Monday, March 10, 2008

AAARRRGGGHHH!!

so today, i sat down with the mail, meaning to just make sure that the letters with the "explanation of benefits" from our health insurance we all correct. and lo and behold...

nope. they were trying to deny the claim for mental health benefits for me, saying i had exceeded my maximum. given that my maximum is "unlimited," i think that this was wrong.

so i called the number on the letter, and proceeded to spend twenty minutes trying to get to an actual person who could explain what went wrong with the coverage, and what to do to correct the problem (since we're talking about ~$1000 worth of therapy from last year, plus however much it would come to for *this* year, it's an important problem to correct!) the first two times i made it to an actual live person, they said they weren't the ones to answer my question, and then i wound up getting bounced back to the very first part of the voicemail system. i hate voicemail.

anyhow. the thing is, before i started going to therapy as often as i have been, my therapist and i both called to make sure that DID is covered under mental health parity in new york. and the people my therapist talked to assured her that it was. and the first time this bill got sent back unpaid, she called again, and they assured her again that it was covered. so we're working under the belief that... you know, it's covered.
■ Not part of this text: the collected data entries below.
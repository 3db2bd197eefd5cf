//! Host rendering helpers exposed to the engine.
//!
//! Filters reach helpers only through [`HostHelpers`], which implements the
//! engine's [`OutputAdapter`] and refuses every helper name outside the
//! configured allowlist.

mod date;
mod html;
mod text;

use bracket_engine::{HelperError, OutputAdapter};

use crate::AdapterError;

pub use date::TimeHelper;
pub use html::HtmlHelper;
pub use text::TextHelper;

/// A named set of host rendering methods.
///
/// # Example
///
/// ```
/// use bracket_adapter::Helper;
/// use bracket_engine::HelperError;
///
/// struct Shout;
///
/// impl Helper for Shout {
///     fn name(&self) -> &str {
///         "Shout"
///     }
///
///     fn call(&self, method: &str, args: &[&str]) -> Result<String, HelperError> {
///         match method {
///             "upper" => Ok(args.concat().to_uppercase()),
///             _ => Err(HelperError::UnknownMethod {
///                 helper: self.name().to_owned(),
///                 method: method.to_owned(),
///             }),
///         }
///     }
/// }
///
/// assert_eq!(Shout.call("upper", &["hi"]).unwrap(), "HI");
/// ```
pub trait Helper: Send {
    /// Name the helper is allowlisted under (e.g., "Time").
    fn name(&self) -> &str;

    /// Invoke `method` with string arguments.
    fn call(&self, method: &str, args: &[&str]) -> Result<String, HelperError>;
}

/// Built-in helpers, available to every builder.
#[must_use]
pub fn builtin_helpers() -> Vec<Box<dyn Helper>> {
    vec![
        Box::new(TimeHelper),
        Box::new(HtmlHelper),
        Box::new(TextHelper),
    ]
}

/// Output adapter backed by an ordered allowlist of host helpers.
pub struct HostHelpers {
    names: Vec<String>,
    helpers: Vec<Box<dyn Helper>>,
}

impl HostHelpers {
    /// Pick the helpers named in `names` from `available`, keeping the order
    /// of `names`.
    ///
    /// # Errors
    ///
    /// Returns `AdapterError::UnknownHelper` for a name with no helper in
    /// `available`.
    pub fn select(
        names: &[String],
        mut available: Vec<Box<dyn Helper>>,
    ) -> Result<Self, AdapterError> {
        let mut selected = Self {
            names: Vec::with_capacity(names.len()),
            helpers: Vec::with_capacity(names.len()),
        };

        for name in names {
            if selected.names.contains(name) {
                tracing::debug!(helper = %name, "Duplicate helper name ignored");
                continue;
            }
            let index = available
                .iter()
                .position(|h| h.name() == name)
                .ok_or_else(|| AdapterError::UnknownHelper(name.clone()))?;
            selected.names.push(name.clone());
            selected.helpers.push(available.remove(index));
        }

        Ok(selected)
    }
}

impl OutputAdapter for HostHelpers {
    fn helpers(&self) -> &[String] {
        &self.names
    }

    fn call(&self, helper: &str, method: &str, args: &[&str]) -> Result<String, HelperError> {
        let target = self
            .helpers
            .iter()
            .find(|h| h.name() == helper)
            .ok_or_else(|| HelperError::NotAllowed(helper.to_owned()))?;
        target.call(method, args)
    }
}

/// Positional argument `index`, or an `InvalidArgument` error naming it.
fn arg<'a>(helper: &str, args: &[&'a str], index: usize) -> Result<&'a str, HelperError> {
    args.get(index).copied().ok_or_else(|| HelperError::InvalidArgument {
        helper: helper.to_owned(),
        message: format!("missing argument {index}"),
    })
}

/// `UnknownMethod` error for `helper`.
fn unknown_method(helper: &str, method: &str) -> HelperError {
    HelperError::UnknownMethod {
        helper: helper.to_owned(),
        method: method.to_owned(),
    }
}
after spending so long trying to get to a person, and dealing with people who spent several minutes taking my information, and then telling me they weren't the ones to answer the question, i couldn't help but think, "boy, it's a good thing for them that the hospital people who diagnosed me as borderline weren't right, because if i were borderline, i would SO be screaming at someone by now."


**update**

brought this up with my therapist today, and she had already talked to them, and they *insist* that they've corrected whatever, and she should get a check in the mail. we'll see. i just hope they finally get around to paying her. and i'm grateful she's willing to put up with the stupidity of insurance companies, because she's a good therapist, and i couldn't afford therapy if she weren't on insurance. and certainly not the amount of therapy i've been getting!

5 comments:

Rising Rainbow said...

I remember those days of fighting with insurance companies. When I hear all those complaints of rising healthcare costs I think of how much money they waste making such dumb mistakes all the time. I hope you get it settled soon. I know how distressing it was for me to have these things hanging over my head.

Medicoglia, RN said...

About every 6 months, Medicare denies a months worth of claims from my t. It's gotten to the point where her biller just calls them and resubmits without me getting involved. I really think that insurance companies routinely deny covered mental health benefits as part of internal policy. If they can make the "loony" (I know neither you nor I is this but the word works well) get completely frustrated and quit seeking treatment because it's so hard to get the insurance to pay...then the insurance doesn't have to pay anymore. Would be really hard to prove this, but I do believe it is true. "They" do this with some other benefits too...diabetes care, cancer care, some GI isuues. I did medical billing for 10 years and I saw this often. It's terrible.

Anonymous said...

Argh, sympathies.

We don't have therapy coverage, but our Medicare part D plan does send us regular letters to tell us we've used up our coverage and they won't pay for anything else, around about April and continuing for the rest of the year. They DO keep paying for the medications, but nothing we've done or said can get them to stop sending the letters!

Anonymous said...

sounds like the insurance people are so frustrating! and it isn't fair.
i hope all this can be solved very soon, so this does NOT happen again ...

Kim said...

I can SO relate to this! Last year my insurance decided to limit my benefits becuause they said I was not "making enough progress" in therapy. Like who the hell are they to judge my progress?!?!?!?!?!